Automated Ribotyping of Vancomycin-Resistant Enterococcus faecium Isolates

Abstract

Vancomycin-resistant Enterococcus faecium (VREF) strains represent an important threat in hospital infections in the United States and are found at high frequencies in both the community and farm animals in Europe. We evaluated automated ribotyping for interlaboratory reproducibility by using the restriction enzymes EcoRI and BamHI and compared ribotyping to both amplification of fragment length polymorphism (AFLP) analysis and multilocus sequence typing (MLST) to assess its discriminatory power and capacity for the identification of epidemiologically important strains.
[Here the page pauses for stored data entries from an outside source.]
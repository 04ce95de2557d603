//! Error types for the Ollama adapter

use thiserror::Error;
use toolgate_application::ports::llm_gateway::GatewayError;

/// Errors that can occur when talking to an Ollama-compatible server
#[derive(Error, Debug)]
pub enum OllamaError {
    #[error("Failed to build HTTP client: {0}")]
    ClientBuild(#[source] reqwest::Error),

    #[error("Cannot reach {url}: {source}")]
    Connection {
        url: String,
        #[source]
        source: reqwest::Error,
    },

    #[error("HTTP error: {0}")]
    Http(#[from] reqwest::Error),

    #[error("Server returned {status}: {body}")]
    Status { status: u16, body: String },

    #[error("Model not found: {0}")]
    ModelNotFound(String),

    #[error("Failed to decode response: {0}")]
    Decode(#[from] serde_json::Error),

    #[error("Backend error: {0}")]
    Backend(String),
}

impl From<OllamaError> for GatewayError {
    fn from(err: OllamaError) -> Self {
        match err {
            OllamaError::Connection { .. } => GatewayError::ConnectionError(err.to_string()),
            OllamaError::Http(ref e) if e.is_connect() => {
                GatewayError::ConnectionError(err.to_string())
            }
            OllamaError::Http(ref e) if e.is_timeout() => GatewayError::Timeout,
            OllamaError::ModelNotFound(model) => GatewayError::ModelNotAvailable(model),
            OllamaError::Status { .. } | OllamaError::Http(_) | OllamaError::Backend(_) => {
                GatewayError::RequestFailed(err.to_string())
            }
            OllamaError::Decode(_) => GatewayError::InvalidResponse(err.to_string()),
            OllamaError::ClientBuild(_) => GatewayError::Other(err.to_string()),
        }
    }
}

#[cfg(test)]
mod tests {
    use super::*;

    #[test]
    fn test_maps_to_gateway_errors() {
        assert_eq!(
            GatewayError::from(OllamaError::ModelNotFound("qwen3:14b".into())),
            GatewayError::ModelNotAvailable("qwen3:14b".into())
        );
        assert_eq!(
            GatewayError::from(OllamaError::Status {
                status: 500,
                body: "boom".into()
            }),
            GatewayError::RequestFailed("Server returned 500: boom".into())
        );
        let decode = serde_json::from_str::<serde_json::Value>("{").unwrap_err();
        assert!(matches!(
            GatewayError::from(OllamaError::Decode(decode)),
            GatewayError::InvalidResponse(_)
        ));
    }
}
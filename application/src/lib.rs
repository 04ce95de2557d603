//! Application layer for toolgate
//!
//! This crate contains use cases, port definitions, and application configuration.
//! It depends only on the domain layer.

pub mod config;
pub mod ports;
pub mod use_cases;

// Re-export commonly used types
pub use config::{DEFAULT_EMPTY_RESPONSE_FALLBACK, ReasoningParams};
pub use ports::{
    chat_ui::{AutoApproveChatUi, ChatUiError, ChatUiPort, SilentChatUi, UiMessage, UiMessageKind},
    composite_progress::CompositeProgressNotifier,
    conversation_logger::{ConversationEvent, ConversationLogger, NoConversationLogger},
    llm_gateway::{GatewayError, LlmGateway, StreamHandle},
    reasoning_progress::{NoReasoningProgress, ReasoningProgressNotifier},
    tool_executor::ToolExecutorPort,
};
pub use use_cases::handle_message::{
    CANCELLED_REPLY, ChatSession, HandleMessageUseCase, TurnReply, TurnReplyKind, YES_NO_REMINDER,
};
pub use use_cases::preload::{BackendCell, GatewayFactory, PreloadedGateway, gateway_factory};
pub use use_cases::reasoning_loop::{ReasoningError, ReasoningLoopUseCase};
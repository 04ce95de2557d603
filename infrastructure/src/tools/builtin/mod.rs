//! Built-in tool provider module

mod provider;

pub use provider::{BUILTIN_PRIORITY, BuiltinProvider};
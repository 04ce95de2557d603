//! Persona configuration from TOML (`[persona]` section)

use serde::{Deserialize, Serialize};
use toolgate_domain::ReactPromptTemplate;
use toolgate_domain::prompt::DEFAULT_PERSONA_NAME;

/// Raw persona configuration from TOML
#[derive(Debug, Clone, PartialEq, Serialize, Deserialize)]
#[serde(default)]
pub struct FilePersonaConfig {
    /// Name the assistant introduces itself with
    pub name: String,
    /// Replaces the built-in persona prompt (`{name}` is substituted)
    pub system_prompt: Option<String>,
}

impl Default for FilePersonaConfig {
    fn default() -> Self {
        Self {
            name: DEFAULT_PERSONA_NAME.to_string(),
            system_prompt: None,
        }
    }
}

impl FilePersonaConfig {
    pub fn template(&self) -> ReactPromptTemplate {
        let template = ReactPromptTemplate::new(self.name.as_str());
        match &self.system_prompt {
            Some(prompt) => template.with_system_prompt(prompt.as_str()),
            None => template,
        }
    }
}
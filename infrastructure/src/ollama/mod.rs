//! Ollama-compatible chat backend
//!
//! Talks to `POST /api/chat`, either with a single JSON reply or a stream of
//! newline-delimited JSON chunks.

pub mod error;
pub mod gateway;
pub mod protocol;

pub use error::OllamaError;
pub use gateway::{DEFAULT_BASE_URL, OllamaGateway};
impl ReasoningLoopUseCase {
    pub fn new(gateway: Arc<dyn LlmGateway>, tools: Arc<dyn ToolExecutorPort>) -> Self {
        let params = ReasoningParams::default();
        Self {
            gateway,
            tools,
            template: ReactPromptTemplate::default(),
            classifier: params.classifier(),
            check: params.observation_check(),
            params,
            options: GenerationOptions::default(),
            logger: Arc::new(NoConversationLogger),
            cancellation_token: None,
        }
    }

    pub fn with_params(mut self, params: ReasoningParams) -> Self {
        self.classifier = params.classifier();
        self.check = params.observation_check();
        self.params = params;
        self
    }

    pub fn with_template(mut self, template: ReactPromptTemplate) -> Self {
        self.template = template;
        self
    }

    pub fn with_options(mut self, options: GenerationOptions) -> Self {
        self.options = options;
        self
    }

    pub fn with_logger(mut self, logger: Arc<dyn ConversationLogger>) -> Self {
        self.logger = logger;
        self
    }

    /// Set a cancellation token for graceful interruption
    pub fn with_cancellation(mut self, token: CancellationToken) -> Self {
        self.cancellation_token = Some(token);
        self
    }

    pub fn params(&self) -> &ReasoningParams {
        &self.params
    }

    pub fn tools(&self) -> &Arc<dyn ToolExecutorPort> {
        &self.tools
    }

    pub fn model_name(&self) -> &str {
        self.gateway.model_name()
    }

    /// Answer `query` on top of `conversation`.
    ///
    /// `conversation` is updated in place with everything the model saw and
    /// said, including on error (history up to the failure is kept).
    pub async fn run(
        &self,
        query: &str,
        conversation: &mut Vec<Message>,
        guard: &mut PermissionGuard,
        progress: &dyn ReasoningProgressNotifier,
    ) -> Result<LoopOutcome, ReasoningError> {
        let query = query.trim();
        if query.is_empty() {
            return Err(ReasoningError::EmptyQuery);
        }
        self.ensure_system_prompt(conversation);

        progress.on_phase_change(LoopPhase::Classify);
        let classification = self.classifier.explain(query);
        debug!(
            complexity = %classification.complexity,
            reason = ?classification.reason,
            "Classified query"
        );
        self.logger.log(ConversationEvent::new(
            event_types::CLASSIFICATION,
            json!({
                "complexity": classification.complexity,
                "reason": format!("{:?}", classification.reason),
            }),
        ));
        progress.on_classified(classification.complexity);

        let result = if classification.complexity.is_complex() {
            conversation.push(Message::user(
                self.template.react_instructions(self.tools.tool_spec(), query),
            ));
            let state = LoopState::new(std::mem::take(conversation), self.params.max_iterations);
            self.drive(state, conversation, guard, progress).await
        } else {
            self.simple_response(query, conversation, progress).await
        };

        progress.on_finished();
        result
    }

    /// Execute a call the user just approved and resume the loop with a
    /// fresh iteration budget.
    pub async fn continue_after_approval(
        &self,
        call: &ToolCall,
        conversation: &mut Vec<Message>,
        guard: &mut PermissionGuard,
        progress: &dyn ReasoningProgressNotifier,
    ) -> Result<LoopOutcome, ReasoningError> {
        self.ensure_system_prompt(conversation);

        let observation = self.execute_tool(call, progress).await;
        conversation.push(Message::user(self.template.observation_message(&observation)));

        let state = LoopState::new(std::mem::take(conversation), self.params.max_iterations)
            .with_observation(observation);
        let result = self.drive(state, conversation, guard, progress).await;

        progress.on_finished();
        result
    }

    fn ensure_system_prompt(&self, conversation: &mut Vec<Message>) {
        if !conversation.first().is_some_and(Message::is_system) {
            conversation.insert(0, Message::system(self.template.system_prompt()));
        }
    }

    async fn simple_response(
        &self,
        query: &str,
        conversation: &mut Vec<Message>,
        progress: &dyn ReasoningProgressNotifier,
    ) -> Result<LoopOutcome, ReasoningError> {
        progress.on_phase_change(LoopPhase::SimpleResponse);
        conversation.push(Message::user(query));

        let raw = self.query_model(conversation, progress).await?;
        let text = strip_internal_reasoning(&raw, &self.params.empty_response_fallback);
        conversation.push(Message::assistant(text.clone()));

        self.log_final_answer(&text, false);
        Ok(LoopOutcome::SimpleResponse {
            text,
            thinking: extract_thinking(&raw),
        })
    }

    /// Run the iteration cycle and hand the conversation back whatever happens.
    async fn drive(
        &self,
        mut state: LoopState,
        conversation: &mut Vec<Message>,
        guard: &mut PermissionGuard,
        progress: &dyn ReasoningProgressNotifier,
    ) -> Result<LoopOutcome, ReasoningError> {
        let result = self.iterate(&mut state, guard, progress).await;
        *conversation = state.into_conversation();
        result
    }

    async fn iterate(
        &self,
        state: &mut LoopState,
        guard: &mut PermissionGuard,
        progress: &dyn ReasoningProgressNotifier,
    ) -> Result<LoopOutcome, ReasoningError> {
        let mut thinking: Option<String> = None;

        while state.begin_iteration() {
            let iteration = state.iteration();
            progress.on_iteration_start(iteration, state.max_iterations());
            debug!(iteration, max = state.max_iterations(), "Reasoning cycle");

            progress.on_phase_change(LoopPhase::QueryModel);
            let raw = self.query_model(&state.conversation, progress).await?;

            let (response, fabricated) = discard_fabricated_observation(&raw);
            if fabricated {
                warn!(iteration, "Discarded a model-written Observation");
            }
            state.push(Message::assistant(response.clone()));
            if let Some(t) = extract_thinking(&response) {
                thinking = Some(t);
            }

            progress.on_phase_change(LoopPhase::Parse);
            let parsed = parse_tool_calls(&response);
            for malformed in &parsed.malformed {
                warn!(iteration, reason = %malformed.reason, "Skipping malformed tool call");
            }

            if !parsed.calls.is_empty() {
                for call in &parsed.calls {
                    progress.on_phase_change(LoopPhase::PermissionCheck);
                    match guard.check(self.tools.tool_spec(), call) {
                        PermissionDecision::Approved => {
                            let observation = self.execute_tool(call, progress).await;
                            state.push(Message::user(
                                self.template.observation_message(&observation),
                            ));
                            state.record_observation(observation);
                        }
                        PermissionDecision::AwaitingApproval(request) => {
                            info!(tool = %call.name, "Tool call awaiting approval");
                            progress.on_phase_change(LoopPhase::AwaitingApproval);
                            progress.on_approval_requested(&request);
                            self.logger.log(ConversationEvent::new(
                                event_types::APPROVAL_REQUESTED,
                                json!({
                                    "tool": call.name,
                                    "arguments": call.arguments,
                                }),
                            ));
                            return Ok(LoopOutcome::AwaitingApproval(request));
                        }
                        PermissionDecision::Denied { reason } => {
                            info!(tool = %call.name, %reason, "Tool call denied");
                            return Ok(LoopOutcome::Denied { message: reason });
                        }
                    }
                }
                continue;
            }

            if let Some(answer) = extract_final_answer(&response) {
                progress.on_phase_change(LoopPhase::FinalAnswer);
                let verdict = self.check.review(&answer, state.last_observation.as_ref());
                let tool_failed = verdict.is_failure();
                if tool_failed {
                    warn!("Final answer overridden by a failed tool observation");
                }
                let text = match verdict {
                    AnswerVerdict::Confirmed(text) | AnswerVerdict::ToolFailed(text) => text,
                };
                let text = if text.trim().is_empty() {
                    self.params.empty_response_fallback.clone()
                } else {
                    text
                };

                self.log_final_answer(&text, tool_failed);
                return Ok(LoopOutcome::FinalAnswer {
                    text,
                    thinking,
                    tool_failed,
                });
            }

            progress.on_phase_change(LoopPhase::ContinueReasoning);
            let nudge = if parsed.malformed.is_empty() {
                self.template.continue_nudge()
            } else {
                let reasons: Vec<String> =
                    parsed.malformed.iter().map(|m| m.reason.clone()).collect();
                self.template.malformed_call_message(&reasons)
            };
            state.push(Message::user(nudge));
        }

        progress.on_phase_change(LoopPhase::MaxIterationsReached);
        warn!(max = state.max_iterations(), "Reasoning limit reached");
        Ok(LoopOutcome::LimitReached {
            message: self.template.limit_reached_message(state.max_iterations()),
        })
    }

    /// Run one tool call through the executor, reporting progress and
    /// logging the exchange. The result text is passed through untouched.
    async fn execute_tool(
        &self,
        call: &ToolCall,
        progress: &dyn ReasoningProgressNotifier,
    ) -> ToolResult {
        progress.on_phase_change(LoopPhase::Execute);
        progress.on_tool_call(&call.name, &tool_args_preview(call));
        self.logger.log(ConversationEvent::new(
            event_types::TOOL_CALL,
            json!({ "tool": call.name, "arguments": call.arguments }),
        ));

        let result = self.tools.execute(call).await;
        debug!(tool = %call.name, is_error = result.is_error, "Tool finished");

        progress.on_tool_result(&call.name, result.is_success(), result.metadata.duration_ms);
        self.logger.log(ConversationEvent::new(
            event_types::TOOL_RESULT,
            json!({
                "tool": result.tool_name,
                "is_error": result.is_error,
                "error_code": result.error_code,
                "text": result.text,
            }),
        ));
        result
    }

    /// One model call, honoring the model timeout and cancellation.
    async fn query_model(
        &self,
        messages: &[Message],
        progress: &dyn ReasoningProgressNotifier,
    ) -> Result<String, ReasoningError> {
        check_cancelled(&self.cancellation_token)?;
        self.logger.log(ConversationEvent::new(
            event_types::LLM_REQUEST,
            json!({
                "model": self.gateway.model_name(),
                "messages": messages.len(),
                "prompt": messages.last().map(|m| m.content.as_str()),
            }),
        ));

        progress.on_llm_stream_start();
        let call = self.call_backend(messages, progress);
        let result = match &self.cancellation_token {
            Some(token) => {
                tokio::select! {
                    biased;
                    _ = token.cancelled() => Err(ReasoningError::Cancelled),
                    result = call => result,
                }
            }
            None => call.await,
        };
        progress.on_llm_stream_end();

        let text = result?;
        self.logger.log(ConversationEvent::new(
            event_types::LLM_RESPONSE,
            json!({ "model": self.gateway.model_name(), "text": text }),
        ));
        Ok(text)
    }

    async fn call_backend(
        &self,
        messages: &[Message],
        progress: &dyn ReasoningProgressNotifier,
    ) -> Result<String, ReasoningError> {
        let request = async {
            if self.params.stream {
                let handle = self.gateway.complete_streaming(messages, &self.options).await?;
                handle.forward(|chunk| progress.on_llm_chunk(chunk)).await
            } else {
                self.gateway.complete(messages, &self.options).await
            }
        };

        let text = match self.params.model_timeout {
            Some(limit) => tokio::time::timeout(limit, request)
                .await
                .map_err(|_| GatewayError::Timeout)??,
            None => request.await?,
        };
        Ok(text)
    }

    fn log_final_answer(&self, text: &str, tool_failed: bool) {
        self.logger.log(ConversationEvent::new(
            event_types::FINAL_ANSWER,
            json!({ "text": text, "tool_failed": tool_failed }),
        ));
    }
}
Of 19 (EcoRI) and 16 (BamHI) isolates tested in duplicate in two laboratories, 18 (95%) and 16 (100%), respectively, showed reproducible ribotypes. These high reproducibility rates were obtained only after manual refinement of the automated fingerprint analysis. A group of 49 VREF strains initially selected to represent 32 distinct AFLP types were separated into 28 EcoRI ribotypes, 25 BamHI ribotypes, and 28 sequence types. Ribotyping with EcoRI and BamHI was able to discern the host-specific genogroups recently disclosed by AFLP typing and MLST and to distinguish most strains containing the esp gene, a marker specific for strains causing hospital outbreaks. An expandable ribotype identification library was created. We recommend EcoRI as the enzyme of choice for automated ribotyping of VREF strains. Given the high level of discrimination of VREF strains, the high rate of interlaboratory reproducibility, and the potential for the identification of epidemiologically important genotypes, automated ribotyping appears to be a very valuable approach for characterizing VREF strains.